I always find it interesting how big of a deal it is for duck hunters in other regions of the country to take a pintail, they seem to be a rare and highly prized trophy duck in much of the country. Living in California and hunting since the late 1960’s, we’ve always taken pintails for granted. I can’t even begin to figure out how many I’ve shot over 57 duck seasons but I’m sure a couple thousand. They’re one of the most common ducks in California and back when we could shoot seven sprig a day it was common for us to come in from a hunt with limits of nothing but bull sprig. They’re one of the very best eating ducks. Now, with a 1-bird limit and only hunting 1 day in CA this season, I only shot one this past season.

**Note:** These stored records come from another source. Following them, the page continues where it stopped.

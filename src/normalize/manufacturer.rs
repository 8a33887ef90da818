use std::sync::LazyLock;

use regex::Regex;

use crate::table::{columns, Record};

// Stripping order matters: piped-link targets first, then the trailing
// comma clause, then parentheticals (twice, for sequential/nested ones),
// then stray markup characters.
static PIPED_LINK_RE: LazyLock<Regex> =
    LazyLock::new(|| Regex::new(r"\[\[[^\[\]|]*\|").unwrap());
static TRAILING_CLAUSE_RE: LazyLock<Regex> = LazyLock::new(|| Regex::new(r",.*").unwrap());
static PAREN_RE: LazyLock<Regex> = LazyLock::new(|| Regex::new(r"\s*\(.*\)").unwrap());

/// A clean manufacturer label is used verbatim; otherwise the free-text
/// builder field is stripped of link/parenthetical/list markup. Absent
/// both, no result.
pub fn normalize(record: &Record) -> Option<String> {
    if let Some(label) = record.text(columns::MANUFACTURER_LABEL) {
        return Some(label.to_string());
    }
    let builder = record.text("Ship_builder")?;
    Some(clean_builder(builder))
}

fn clean_builder(builder: &str) -> String {
    let s = PIPED_LINK_RE.replace_all(builder, "");
    let s = TRAILING_CLAUSE_RE.replace_all(&s, "");
    let s = PAREN_RE.replace_all(&s, "");
    let s = PAREN_RE.replace_all(&s, "");
    let s: String = s
        .chars()
        .filter(|c| !matches!(c, '[' | ']' | '*'))
        .collect();
    s.trim().to_string()
}

// ── Tests ──

#[cfg(test)]
mod tests {
    use super::*;
    use crate::table::Value;

    fn builder_record(builder: &str) -> Record {
        let mut r = Record::new();
        r.set("Ship_builder", Value::Text(builder.to_string()));
        r
    }

    #[test]
    fn label_wins_over_builder_text() {
        let mut r = builder_record("[[Vulcan AG|Vulcan]]");
        r.set(columns::MANUFACTURER_LABEL, Value::Text("AG Vulcan Stettin".into()));
        assert_eq!(normalize(&r).as_deref(), Some("AG Vulcan Stettin"));
    }

    #[test]
    fn piped_link_keeps_display_text_and_drops_parenthetical() {
        let r = builder_record("[[Thames Iron Works|Thames Ironworks]] (London)");
        assert_eq!(normalize(&r).as_deref(), Some("Thames Ironworks"));
    }

    #[test]
    fn plain_link_brackets_are_stripped() {
        let r = builder_record("[[Blackwall Yard]]");
        assert_eq!(normalize(&r).as_deref(), Some("Blackwall Yard"));
    }

    #[test]
    fn trailing_comma_clause_is_dropped() {
        let r = builder_record("Samuda Brothers, Cubitt Town, London");
        assert_eq!(normalize(&r).as_deref(), Some("Samuda Brothers"));
    }

    #[test]
    fn asterisk_list_markup_is_stripped() {
        let r = builder_record("*[[Pembroke Dockyard|Pembroke]] (hull)");
        assert_eq!(normalize(&r).as_deref(), Some("Pembroke"));
    }

    #[test]
    fn absent_sources_give_none() {
        assert_eq!(normalize(&Record::new()), None);
    }
}
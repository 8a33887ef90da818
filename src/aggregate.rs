use std::collections::BTreeMap;

use anyhow::Result;

use crate::table::{columns, Table};

/// manufacturer → year → ships laid down that year. Dense within the
/// window for every manufacturer present.
pub type Counts = BTreeMap<String, BTreeMap<i32, u32>>;

/// Bucket normalized (manufacturer, year) pairs over `[start_year,
/// end_year)`. A manufacturer with at least one qualifying record gets a
/// zero-filled entry for every window year; one with none does not appear
/// at all. Rows without a string-typed manufacturer or an in-window year
/// are skipped.
pub fn aggregate(table: &Table, start_year: i32, end_year: i32) -> Result<Counts> {
    table.require_column(columns::NORMALIZED_DATE)?;
    table.require_column(columns::NORMALIZED_MANUFACTURER)?;

    let mut counts = Counts::new();
    for record in table.rows() {
        let Some(year) = record.year() else { continue };
        if year < start_year || year >= end_year {
            continue;
        }
        let Some(manufacturer) = record.manufacturer() else {
            continue;
        };
        let per_year = counts
            .entry(manufacturer.to_string())
            .or_insert_with(|| (start_year..end_year).map(|y| (y, 0)).collect());
        *per_year.entry(year).or_insert(0) += 1;
    }
    Ok(counts)
}

// ── Tests ──

#[cfg(test)]
mod tests {
    use super::*;
    use crate::table::{Record, Value};

    fn ship(manufacturer: Option<&str>, year: Option<i32>) -> Record {
        let mut r = Record::new();
        if let Some(m) = manufacturer {
            r.set(columns::NORMALIZED_MANUFACTURER, Value::Text(m.to_string()));
        }
        if let Some(y) = year {
            r.set(columns::NORMALIZED_DATE, Value::Int(y as i64));
        }
        r
    }

    fn table(records: Vec<Record>) -> Table {
        let mut t = Table::new(vec![
            columns::NORMALIZED_DATE.to_string(),
            columns::NORMALIZED_MANUFACTURER.to_string(),
        ]);
        for r in records {
            t.push(r);
        }
        t
    }

    #[test]
    fn dense_counts_for_qualifying_manufacturers_only() {
        let t = table(vec![
            ship(Some("A"), Some(1860)),
            ship(Some("A"), Some(1860)),
            ship(Some("A"), Some(1862)),
            // B has no record in range at all.
            ship(Some("B"), Some(1890)),
        ]);
        let counts = aggregate(&t, 1860, 1863).unwrap();

        let a = counts.get("A").unwrap();
        assert_eq!(a.get(&1860), Some(&2));
        assert_eq!(a.get(&1861), Some(&0));
        assert_eq!(a.get(&1862), Some(&1));
        assert_eq!(a.len(), 3);
        assert!(!counts.contains_key("B"));
    }

    #[test]
    fn window_end_is_exclusive() {
        let t = table(vec![
            ship(Some("A"), Some(1862)),
            ship(Some("A"), Some(1863)),
        ]);
        let counts = aggregate(&t, 1860, 1863).unwrap();
        assert_eq!(counts.get("A").unwrap().get(&1862), Some(&1));
        assert!(!counts.get("A").unwrap().contains_key(&1863));
    }

    #[test]
    fn rows_without_manufacturer_or_year_are_skipped() {
        let t = table(vec![
            ship(None, Some(1860)),
            ship(Some("A"), None),
            ship(Some("A"), Some(1861)),
        ]);
        let counts = aggregate(&t, 1860, 1863).unwrap();
        assert_eq!(counts.len(), 1);
        let total: u32 = counts.get("A").unwrap().values().sum();
        assert_eq!(total, 1);
    }

    #[test]
    fn years_parse_after_a_table_round_trip() {
        let mut r = Record::new();
        r.set(columns::NORMALIZED_MANUFACTURER, Value::Text("A".into()));
        r.set(columns::NORMALIZED_DATE, Value::Text("1861".into()));
        let counts = aggregate(&table(vec![r]), 1860, 1863).unwrap();
        assert_eq!(counts.get("A").unwrap().get(&1861), Some(&1));
    }

    #[test]
    fn missing_normalized_columns_are_fatal() {
        let t = Table::new(vec!["shipLabel".to_string()]);
        let err = aggregate(&t, 1860, 1863).unwrap_err();
        assert!(err.to_string().contains(columns::NORMALIZED_DATE));
    }
}
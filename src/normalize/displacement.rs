use std::sync::LazyLock;

use regex::Regex;

use crate::normalize::resolve::DisplacementResolver;
use crate::table::Record;

/// Short tons to metric-equivalent long tons.
pub const SHORT_TO_LONG_TONS: f64 = 1.0160469088;

static CONVERT_RE: LazyLock<Regex> =
    LazyLock::new(|| Regex::new(r"(?i)\{\{\s*convert").unwrap());
static DIGIT_RUN_RE: LazyLock<Regex> = LazyLock::new(|| Regex::new(r"\d{3,}").unwrap());
static LOOSE_NUMBER_RE: LazyLock<Regex> =
    LazyLock::new(|| Regex::new(r"\d{3,}|\d+(?:\.\d+)?").unwrap());

#[derive(Debug, Default, PartialEq)]
pub struct Normalized {
    pub standard: Option<i64>,
    pub full_load: Option<i64>,
    /// More numbers than sub-fields and the resolver declined; the record
    /// keeps no displacement fields and is left for manual review.
    pub unresolved: bool,
}

pub fn normalize(record: &Record, resolver: &mut dyn DisplacementResolver) -> Normalized {
    // Non-textual or absent source values are skipped without error.
    match record.text("Ship_displacement") {
        Some(raw) => normalize_text(raw, resolver),
        None => Normalized::default(),
    }
}

/// One or two long-ton figures out of free displacement text.
///
/// Under a convert construct only 3+-digit runs count and values are short
/// tons, converted and truncated. Plain text uses the looser number pattern
/// verbatim. One number goes to full-load when the text says "full",
/// otherwise standard; two numbers are standard then full-load by position;
/// more than two are handed to the resolver, the conversion applying to
/// whatever it supplies.
pub fn normalize_text(raw: &str, resolver: &mut dyn DisplacementResolver) -> Normalized {
    let convert = CONVERT_RE.is_match(raw);
    let pattern = if convert { &DIGIT_RUN_RE } else { &LOOSE_NUMBER_RE };
    let numbers: Vec<f64> = pattern
        .find_iter(raw)
        .filter_map(|m| m.as_str().parse().ok())
        .collect();

    let to_long_tons = |value: f64| -> i64 {
        if convert {
            (value * SHORT_TO_LONG_TONS) as i64
        } else {
            value as i64
        }
    };

    match numbers.as_slice() {
        [] => Normalized::default(),
        [only] => {
            if raw.to_lowercase().contains("full") {
                Normalized {
                    full_load: Some(to_long_tons(*only)),
                    ..Normalized::default()
                }
            } else {
                Normalized {
                    standard: Some(to_long_tons(*only)),
                    ..Normalized::default()
                }
            }
        }
        [standard, full_load] => Normalized {
            standard: Some(to_long_tons(*standard)),
            full_load: Some(to_long_tons(*full_load)),
            unresolved: false,
        },
        _ => match resolver.resolve(raw) {
            Some(resolution) => Normalized {
                standard: Some(to_long_tons(resolution.standard)),
                full_load: resolution.full_load.map(to_long_tons),
                unresolved: false,
            },
            None => Normalized {
                unresolved: true,
                ..Normalized::default()
            },
        },
    }
}

// ── Tests ──
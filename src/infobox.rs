use std::collections::BTreeMap;

use crate::wikitext::Template;

/// Pull the requested parameters out of every matching infobox invocation.
///
/// Parameter names become column-safe keys (spaces → underscores). Only
/// parameters whose value is non-empty after trimming are recorded. When a
/// document carries several matching invocations the later one wins per key;
/// in practice there is at most one. No match at all is an empty mapping,
/// not an error.
pub fn extract(
    templates: &[Template],
    template_name: &str,
    parameters: &[String],
) -> BTreeMap<String, String> {
    let mut fields = BTreeMap::new();
    for template in templates {
        if !template.name_matches(template_name) {
            continue;
        }
        for parameter in parameters {
            if let Some(raw) = template.param(parameter) {
                let value = raw.trim_end();
                if !value.trim().is_empty() {
                    fields.insert(parameter.replace(' ', "_"), value.to_string());
                }
            }
        }
    }
    fields
}

// ── Tests ──
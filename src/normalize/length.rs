use std::sync::LazyLock;

use regex::Regex;

use crate::table::{Record, Value};

pub const FEET_TO_METRES: f64 = 0.3048;

// Unit marker between number and unit: non-breaking-space entity, plain
// space, or a convert-template pipe. Pattern order is fixed; first match
// wins, not best match.
static METRES_DECIMAL_RE: LazyLock<Regex> =
    LazyLock::new(|| Regex::new(r"(\d+\.\d+)(?:&nbsp;| |\|)m").unwrap());
static FEET_DECIMAL_RE: LazyLock<Regex> =
    LazyLock::new(|| Regex::new(r"(\d+\.\d+)(?:&nbsp;| |\|)ft").unwrap());
static FEET_INTEGER_RE: LazyLock<Regex> =
    LazyLock::new(|| Regex::new(r"(\d+)(?:&nbsp;| |\|)ft").unwrap());
static METRES_INTEGER_RE: LazyLock<Regex> =
    LazyLock::new(|| Regex::new(r"(\d+)(?:&nbsp;| |\|)m").unwrap());

pub fn normalize(record: &Record) -> Option<Value> {
    record.text("Ship_length").map(normalize_text)
}

/// Length in metres when one of the four unit patterns matches; otherwise
/// the raw text unchanged, so downstream consumers can tell "could not
/// parse" from a genuine value.
pub fn normalize_text(raw: &str) -> Value {
    if let Some(metres) = captured_number(&METRES_DECIMAL_RE, raw) {
        Value::Float(metres)
    } else if let Some(feet) = captured_number(&FEET_DECIMAL_RE, raw) {
        Value::Float(feet * FEET_TO_METRES)
    } else if let Some(feet) = captured_number(&FEET_INTEGER_RE, raw) {
        Value::Float(feet * FEET_TO_METRES)
    } else if let Some(metres) = captured_number(&METRES_INTEGER_RE, raw) {
        Value::Float(metres)
    } else {
        Value::Text(raw.to_string())
    }
}

fn captured_number(re: &Regex, raw: &str) -> Option<f64> {
    re.captures(raw).and_then(|c| c[1].parse().ok())
}

// ── Tests ──

#[cfg(test)]
mod tests {
    use super::*;

    fn metres(raw: &str) -> f64 {
        match normalize_text(raw) {
            Value::Float(m) => m,
            other => panic!("expected metres for {:?}, got {:?}", raw, other),
        }
    }

    #[test]
    fn decimal_metres_used_as_is() {
        assert!((metres("127.4&nbsp;m") - 127.4).abs() < 1e-6);
        assert!((metres("99.9 m (327 ft)") - 99.9).abs() < 1e-6);
    }

    #[test]
    fn decimal_feet_converted() {
        assert!((metres("120.5 ft") - 36.7284).abs() < 1e-6);
    }

    #[test]
    fn integer_feet_converted() {
        assert!((metres("380&nbsp;ft") - 115.824).abs() < 1e-6);
    }

    #[test]
    fn integer_metres_with_pipe_marker() {
        assert!((metres("40|m") - 40.0).abs() < 1e-6);
    }

    #[test]
    fn decimal_metres_preferred_over_integer_reading() {
        // "127.4 m" must not be read as the integer pattern "4 m".
        assert!((metres("127.4 m") - 127.4).abs() < 1e-6);
    }

    #[test]
    fn unmatched_text_passes_through_unchanged() {
        assert_eq!(
            normalize_text("unknown"),
            Value::Text("unknown".to_string())
        );
        assert_eq!(
            normalize_text("about 300 feet"),
            Value::Text("about 300 feet".to_string())
        );
    }
}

Most years, I hunt ducks & geese around 20-30 days a season and we’re blessed with 7 bird limits on ducks, so we shoot quite a few. Idaho is over 90% mallards and we do nearly all our duck hunting with 28 gauges, but also some 410 & 20 gauge days. Shooting honkers ‘up close’ with a 28 gauge and 4’s is good fun.

When I see what the rest of the country is like, I feel very fortunate to hunt ducks out here in the Pacific flyway.


I was spoiled years ago here in Florida. Way back when, we were on the point system. Pintails were 10-point ducks which was basically a 10-bird limit. I did that many times.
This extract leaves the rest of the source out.